To test the effects of heart rate, body mass index (BMI) and noise level on interscan and interobserver variability of coronary artery calcium (CAC) scoring on a prospective electrocardiogram (ECG)-triggered 64-slice CT.

Materials and Methods

One hundred and ten patients (76 patients with CAC) were scanned twice on prospective ECG-triggered scans. The scan parameters included 120 kV, 82 mAs, a 2.5 mm thickness, and an acquisition center at 45% of the RR interval. The interscan and interobserver variability on the CAC scores (Agatston, volume, and mass) was calculated. The factors affecting the variability were determined by plotting it against heart rate, BMI, and noise level (defined as the standard deviation: SD).

Results

The estimated effective dose was 1.5 ± 0.2 mSv. The mean heart rate was 63 ± 12 bpm (range, 44-101 bpm). The patient BMIs were 24.5 ± 4.5 kg/m2 (range, 15.5-42.3 kg/m2). The mean and median interscan variabilities were 11% and 6%, respectively by volume, and 11% and 6%, respectively, by mass. Moreover, the mean and median of the algorithms were lower than the Agatston algorithm (16% and 9%, respectively). The mean and median interobserver variability was 10% and 4%, respectively (average of algorithms). The mean noise levels were 15 ± 4 Hounsfield unit (HU) (range, 8-25 HU). The interscan and interobserver variability was not correlated with heart rate, BMI, or noise level.

Conclusion

The interscan and interobserver variability of CAC on a prospective ECG-triggered 64-slice CT with high image quality and 45% of RR acquisition is not significantly affected by heart rate, BMI, or noise level. The volume or mass algorithms show reduced interscan variability compared to the Agatston scoring (p < 0.05).

The measurement of coronary artery calcium (CAC) can improve risk prediction in conventional intermediate-risk patients, and should be considered in individuals with an intermediate risk of experiencing a coronary event (1.0% to 2.0% annual rate of coronary heart disease death or myocardial infarction) for clinical decision-making with regard to refinement of risk assessment (1).
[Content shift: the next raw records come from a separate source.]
use log::{debug, info};

use crate::graph::{reconstruct_stages, sorted_nodes, FlowNode};
use crate::history::{filter_runs, HistoryStore, Job, Run, RunFilter};
use crate::links::Links;
use crate::metrics::job_metrics;
use crate::records::{BuildRecord, JobMetricsRecord, JobRecord, NodeRecord};

/// Upper bound on console lines returned for one run.
pub const MAX_LOG_LINES: usize = 5000;

fn build_record(job: &Job, run: &Run, links: &Links) -> BuildRecord {
    BuildRecord {
        job_name: job.name.clone(),
        number: run.number,
        url: links.run_url(&job.name, run.number),
        building: run.building,
        result: run.result,
        start_time: run.start_time,
        duration_millis: run.duration_millis,
        stages: Vec::new(),
    }
}

fn build_record_with_stages<S: HistoryStore + ?Sized>(
    store: &S,
    job: &Job,
    run: &Run,
    links: &Links,
) -> BuildRecord {
    let mut record = build_record(job, run, links);
    record.stages = reconstruct_stages(store.execution_graph(run), run.building);
    record
}

/// Job-level operations.
pub struct JobActions<'a, S: ?Sized> {
    store: &'a S,
    job: &'a Job,
    links: &'a Links,
}

impl<'a, S: HistoryStore + ?Sized> JobActions<'a, S> {
    /// Returns `None` when the store has no job by that name.
    pub fn for_job(store: &'a S, links: &'a Links, name: &str) -> Option<Self> {
        let job = store.job(name)?;
        Some(Self { store, job, links })
    }

    fn job_record(&self) -> JobRecord {
        JobRecord {
            name: self.job.name.clone(),
            description: self.job.description.clone(),
            url: self.links.job_url(&self.job.name),
            builds: Vec::new(),
        }
    }

    /// Job metadata without builds.
    pub fn index(&self) -> JobRecord {
        self.job_record()
    }

    /// Every run of the job with its stages, most recent first.
    pub fn stages(&self) -> JobRecord {
        info!("Reconstructing stages for all runs of {}", self.job.name);
        let runs = filter_runs(self.store, self.job, |run| RunFilter::All.matches(run));
        self.filter_stages(&runs)
    }

    /// Runs still in progress with their stages.
    ///
    /// When nothing is running, the most recent run is reported instead so
    /// there is always something to show for a job that has been built.
    pub fn pending_stages(&self) -> JobRecord {
        info!("Reconstructing stages for pending runs of {}", self.job.name);
        let mut runs = filter_runs(self.store, self.job, |run| RunFilter::InProgress.matches(run));

        if runs.is_empty() {
            if let Some(latest) = self.store.most_recent_run(self.job) {
                debug!(
                    "No pending runs for {}, falling back to #{}",
                    self.job.name, latest.number
                );
                runs = vec![latest];
            }
        }

        self.filter_stages(&runs)
    }

    pub fn metrics(&self) -> JobMetricsRecord {
        job_metrics(self.store, self.job)
    }

    fn filter_stages(&self, runs: &[&Run]) -> JobRecord {
        let mut record = self.job_record();
        for run in runs {
            record.add_build(build_record_with_stages(self.store, self.job, run, self.links));
        }
        record
    }
}

/// Operations on a single run.
pub struct RunActions<'a, S: ?Sized> {
    store: &'a S,
    job: &'a Job,
    run: &'a Run,
    links: &'a Links,
}

impl<'a, S: HistoryStore + ?Sized> RunActions<'a, S> {
    /// Returns `None` when the job or the run does not exist.
    pub fn for_run(store: &'a S, links: &'a Links, job_name: &str, number: u32) -> Option<Self> {
        let job = store.job(job_name)?;
        let run = store.run(job, number)?;
        Some(Self {
            store,
            job,
            run,
            links,
        })
    }

    /// Run metadata without stages.
    pub fn index(&self) -> BuildRecord {
        build_record(self.job, self.run, self.links)
    }

    pub fn stages(&self) -> BuildRecord {
        info!(
            "Reconstructing stages for {} #{}",
            self.job.name, self.run.number
        );
        build_record_with_stages(self.store, self.job, self.run, self.links)
    }

    /// Every presentable vertex in execution order, without stage grouping.
    pub fn nodes(&self) -> Vec<NodeRecord> {
        sorted_nodes(self.store.execution_graph(self.run))
            .into_iter()
            .filter_map(FlowNode::from_vertex)
            .map(NodeRecord::from)
            .collect()
    }

    /// Console output, oldest line first, capped at [`MAX_LOG_LINES`].
    ///
    /// `max_lines` can lower the cap but never raise it.
    pub fn log(&self, max_lines: Option<usize>) -> Vec<String> {
        let limit = max_lines.map_or(MAX_LOG_LINES, |requested| requested.min(MAX_LOG_LINES));
        debug!(
            "Reading up to {limit} log lines for {} #{}",
            self.job.name, self.run.number
        );
        self.store.log_lines(self.run, limit)
    }
}

#[cfg(test)]
mod tests {
    use chrono::{TimeZone, Utc};

    use super::*;
    use crate::graph::fixtures::{
        flow_start, graph, running, sample_pipeline, stage_end, stage_start, step,
    };
    use crate::graph::{NodeId, NodeKind, NodeStatus};
    use crate::history::{RunResult, Snapshot};

    fn run(number: u32) -> Run {
        let start = Utc.with_ymd_and_hms(2024, 3, number, 9, 0, 0).unwrap();
        Run::new(number, start).finished(RunResult::Success, 60_000)
    }

    fn store(runs: Vec<Run>) -> Snapshot {
        Snapshot::from_jobs(vec![Job {
            name: "app".to_string(),
            description: Some("Main application".to_string()),
            runs,
        }])
    }

    fn build_numbers(record: &JobRecord) -> Vec<u32> {
        record.builds.iter().map(|build| build.number).collect()
    }

    #[test]
    fn test_job_index_has_no_builds() {
        let store = store(vec![run(1).with_execution(sample_pipeline())]);
        let links = Links::new("/ci");

        let record = JobActions::for_job(&store, &links, "app").unwrap().index();

        assert_eq!(record.name, "app");
        assert_eq!(record.url, "/ci/job/app/");
        assert_eq!(record.description.as_deref(), Some("Main application"));
        assert!(record.builds.is_empty());
    }

    #[test]
    fn test_unknown_job_or_run_is_absent() {
        let store = store(vec![run(1)]);
        let links = Links::default();

        assert!(JobActions::for_job(&store, &links, "missing").is_none());
        assert!(RunActions::for_run(&store, &links, "missing", 1).is_none());
        assert!(RunActions::for_run(&store, &links, "app", 2).is_none());
    }

    #[test]
    fn test_job_stages_cover_full_history_most_recent_first() {
        let store = store(vec![
            run(1).with_execution(sample_pipeline()),
            run(2),
            run(3).with_execution(sample_pipeline()),
        ]);
        let links = Links::default();

        let record = JobActions::for_job(&store, &links, "app").unwrap().stages();

        assert_eq!(build_numbers(&record), vec![3, 2, 1]);
        let stage_ids: Vec<NodeId> = record.builds[0].stages.iter().map(|s| s.id).collect();
        assert_eq!(stage_ids, vec![NodeId(3), NodeId(6), NodeId(16)]);
        // A run without an execution graph is still listed, with no stages
        assert!(record.builds[1].stages.is_empty());
        assert_eq!(record.builds[2].url, "/job/app/1/");
    }

    #[test]
    fn test_pending_stages_only_running_builds() {
        let store = store(vec![
            run(1),
            run(2).in_progress(),
            run(3),
            run(4).in_progress().with_execution(sample_pipeline()),
        ]);
        let links = Links::default();

        let record = JobActions::for_job(&store, &links, "app")
            .unwrap()
            .pending_stages();

        assert_eq!(build_numbers(&record), vec![4, 2]);
        assert!(record.builds.iter().all(|build| build.building));
        assert_eq!(record.builds[0].stages.len(), 3);
    }

    #[test]
    fn test_pending_stages_falls_back_to_latest_run() {
        let store = store(vec![run(1), run(2)]);
        let links = Links::default();

        let record = JobActions::for_job(&store, &links, "app")
            .unwrap()
            .pending_stages();

        assert_eq!(build_numbers(&record), vec![2]);
    }

    #[test]
    fn test_pending_stages_for_job_without_runs() {
        let store = store(vec![]);
        let links = Links::default();

        let record = JobActions::for_job(&store, &links, "app")
            .unwrap()
            .pending_stages();

        assert!(record.builds.is_empty());
    }

    #[test]
    fn test_run_index_and_stages() {
        let store = store(vec![run(7).with_execution(sample_pipeline())]);
        let links = Links::default();
        let actions = RunActions::for_run(&store, &links, "app", 7).unwrap();

        let index = actions.index();
        assert_eq!(index.number, 7);
        assert_eq!(index.result, Some(RunResult::Success));
        assert!(index.stages.is_empty());

        let stages = actions.stages().stages;
        let names: Vec<&str> = stages.iter().map(|stage| stage.name.as_str()).collect();
        assert_eq!(names, vec!["Build", "Test", "Deploy"]);
    }

    #[test]
    fn test_open_stage_status_follows_run_state() {
        let interrupted = || {
            graph(
                &[4],
                vec![
                    stage_start(3, "Deploy", &[]),
                    running(step(4, "rollout", &[3])),
                ],
            )
        };
        let start = Utc.with_ymd_and_hms(2024, 3, 2, 9, 0, 0).unwrap();
        let store = store(vec![
            run(1).with_execution(interrupted()),
            Run::new(2, start).in_progress().with_execution(interrupted()),
        ]);
        let links = Links::default();
        let stage_status = |number| {
            RunActions::for_run(&store, &links, "app", number)
                .unwrap()
                .stages()
                .stages[0]
                .status
        };

        assert_eq!(stage_status(1), NodeStatus::Aborted);
        assert_eq!(stage_status(2), NodeStatus::InProgress);
    }

    #[test]
    fn test_run_nodes_skip_synthetic_vertices() {
        let store = store(vec![run(1).with_execution(sample_pipeline())]);
        let links = Links::default();

        let nodes = RunActions::for_run(&store, &links, "app", 1).unwrap().nodes();

        let ids: Vec<u64> = nodes.iter().map(|node| node.id.0).collect();
        assert_eq!(ids, vec![3, 4, 5, 6, 8, 9, 10, 11, 15, 16, 17, 18]);
        assert_eq!(nodes[0].kind, NodeKind::StageStart);
        assert_eq!(nodes[1].status, NodeStatus::Success);
    }

    #[test]
    fn test_unattributed_step_is_only_in_node_list() {
        let execution = graph(
            &[5],
            vec![
                flow_start(1),
                step(2, "checkout", &[1]),
                stage_start(3, "Build", &[2]),
                step(4, "make", &[3]),
                stage_end(5, 3, &[4]),
            ],
        );
        let store = store(vec![run(1).with_execution(execution)]);
        let links = Links::default();
        let actions = RunActions::for_run(&store, &links, "app", 1).unwrap();

        let stages = actions.stages().stages;
        assert!(stages
            .iter()
            .all(|stage| stage.children.iter().all(|child| child.id != NodeId(2))));
        assert!(actions.nodes().iter().any(|node| node.id == NodeId(2)));
    }

    #[test]
    fn test_step_without_any_stage() {
        let execution = graph(&[2], vec![flow_start(1), step(2, "echo", &[1])]);
        let store = store(vec![run(1).with_execution(execution)]);
        let links = Links::default();
        let actions = RunActions::for_run(&store, &links, "app", 1).unwrap();

        assert!(actions.stages().stages.is_empty());
        assert_eq!(actions.nodes().len(), 1);
    }

    #[test]
    fn test_run_without_execution_graph() {
        let store = store(vec![run(1)]);
        let links = Links::default();
        let actions = RunActions::for_run(&store, &links, "app", 1).unwrap();

        assert!(actions.stages().stages.is_empty());
        assert!(actions.nodes().is_empty());
        assert!(actions.log(None).is_empty());
    }

    #[test]
    fn test_log_is_capped_at_policy_maximum() {
        let text: String = (1..=6000).map(|i| format!("line {i}\n")).collect();
        let store = store(vec![run(1).with_log(text)]);
        let links = Links::default();
        let actions = RunActions::for_run(&store, &links, "app", 1).unwrap();

        let lines = actions.log(None);

        assert_eq!(lines.len(), MAX_LOG_LINES);
        assert_eq!(lines.first().map(String::as_str), Some("line 1"));
        assert_eq!(lines.last().map(String::as_str), Some("line 5000"));
    }

    #[test]
    fn test_log_hint_can_only_lower_the_cap() {
        let text: String = (1..=6000).map(|i| format!("line {i}\n")).collect();
        let store = store(vec![run(1).with_log(text)]);
        let links = Links::default();
        let actions = RunActions::for_run(&store, &links, "app", 1).unwrap();

        assert_eq!(actions.log(Some(10)).len(), 10);
        assert_eq!(actions.log(Some(10_000)).len(), MAX_LOG_LINES);
    }

    #[test]
    fn test_job_metrics_are_forwarded() {
        let store = store(vec![run(1), run(2)]);
        let links = Links::default();

        let metrics = JobActions::for_job(&store, &links, "app").unwrap().metrics();

        assert_eq!(metrics.total_builds, 2);
        assert_eq!(metrics.last_build, Some(2));
    }
}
Monitoring CAC is suggested to assess the progression and regression of coronary atherosclerosis, thereby documenting risk factors and lipid-lowering pharmacologic therapy (2). In this regard, the two major key requirements for the examination are low interscan variability and low radiation exposure.
Many factors are suggested to influence interscan variability in CAC, including the scoring method, motion artifact, signal-to-noise ratio, partial volume effects, triggering errors, point of image acquisition, varying analysis tools (3), as well as the total amount of CAC (4). Motion artifacts are deeply associated with the temporal resolution of the CT scanner and movement of the coronary artery; the latter tending to accelerate as heart rate increases. A high signal-to-noise ratio is important, i.e. low noise, because hyperattenuating noise may be misjudged as CAC. This factor is considered to be linked with the patient's body mass index (BMI). The purpose of this prospective study was to assess the effect of heart rate, BMI and image noise as a function of interscan and interobserver variability of CAC scoring on a prospective electrocardiogram (ECG)-triggered 64-slice CT. Also in addition, we investigated the effect of the CAC scoring algorithm.

MATERIALS AND METHODS

Patient

This study is a subgroup analysis of a previously published paper (5) investigating the CAC scoring of 1.25 mm and 2.5 mm thick images on a prospective ECG-triggered 64-slice CT. Our Institutional Review Board approved the study and written informed consent was received from all patients involved after the nature of the procedure had been fully explained (including radiation dose information). For nine months, 110 consecutive physician-referred patients (64 males and 36 females, 67 ± 10 years old: range, 42-83 years) who were suspected of having coronary artery disease were included in this study. Two repeated sequential scans, with a rest period of around 1 minute in between, were performed using a 64-slice CT scanner (LightSpeed VCT; GE Healthcare, Waukesha, WI) with no change in subject positioning. The table was advanced by 1 mm during the repeated scans to mimic patient movement. The scans were performed 4 to 5 seconds after held their breath on inspiration in order to minimize the change in heart rate during the scan (6).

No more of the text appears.